* _GIVEN DATA_
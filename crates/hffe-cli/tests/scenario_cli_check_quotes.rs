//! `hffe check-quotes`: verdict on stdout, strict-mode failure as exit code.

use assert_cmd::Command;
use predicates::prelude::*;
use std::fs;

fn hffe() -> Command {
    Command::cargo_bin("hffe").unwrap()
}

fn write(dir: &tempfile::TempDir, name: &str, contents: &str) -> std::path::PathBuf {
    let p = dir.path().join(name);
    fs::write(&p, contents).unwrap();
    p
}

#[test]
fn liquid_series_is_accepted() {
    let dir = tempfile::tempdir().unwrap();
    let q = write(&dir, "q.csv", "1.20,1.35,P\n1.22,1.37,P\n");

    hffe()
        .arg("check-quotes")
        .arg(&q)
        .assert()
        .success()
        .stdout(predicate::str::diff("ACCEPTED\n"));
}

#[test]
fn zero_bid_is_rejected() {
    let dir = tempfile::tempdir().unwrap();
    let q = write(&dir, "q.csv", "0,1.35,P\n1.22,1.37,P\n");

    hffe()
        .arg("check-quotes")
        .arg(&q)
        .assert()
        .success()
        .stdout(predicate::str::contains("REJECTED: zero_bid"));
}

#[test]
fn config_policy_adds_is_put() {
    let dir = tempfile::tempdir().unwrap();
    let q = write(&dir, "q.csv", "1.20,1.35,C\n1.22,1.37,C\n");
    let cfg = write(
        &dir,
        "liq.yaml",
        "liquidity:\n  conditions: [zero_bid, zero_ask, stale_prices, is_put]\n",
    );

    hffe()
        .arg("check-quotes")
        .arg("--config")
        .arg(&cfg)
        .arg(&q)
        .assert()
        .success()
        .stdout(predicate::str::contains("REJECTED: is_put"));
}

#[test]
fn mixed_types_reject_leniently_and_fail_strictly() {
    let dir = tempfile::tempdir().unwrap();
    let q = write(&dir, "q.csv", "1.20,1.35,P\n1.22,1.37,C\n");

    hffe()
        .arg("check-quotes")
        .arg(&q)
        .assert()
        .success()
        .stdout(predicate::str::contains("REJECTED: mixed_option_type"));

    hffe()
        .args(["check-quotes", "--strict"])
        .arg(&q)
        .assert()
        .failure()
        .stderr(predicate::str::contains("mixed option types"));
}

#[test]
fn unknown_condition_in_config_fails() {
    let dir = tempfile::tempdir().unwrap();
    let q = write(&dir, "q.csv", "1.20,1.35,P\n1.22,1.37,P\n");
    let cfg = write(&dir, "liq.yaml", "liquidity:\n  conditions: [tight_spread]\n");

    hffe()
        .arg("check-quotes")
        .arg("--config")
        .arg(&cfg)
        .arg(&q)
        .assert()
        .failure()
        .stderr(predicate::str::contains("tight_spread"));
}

* _WORK TO COMPLETE_
In the records above, find each line holding "contains" and copy it.

* _REPLY TO THE EXERCISE_
        .stdout(predicate::str::contains("REJECTED: zero_bid"));
        .stdout(predicate::str::contains("REJECTED: is_put"));
        .stdout(predicate::str::contains("REJECTED: mixed_option_type"));
        .stderr(predicate::str::contains("mixed option types"));
        .stderr(predicate::str::contains("tight_spread"));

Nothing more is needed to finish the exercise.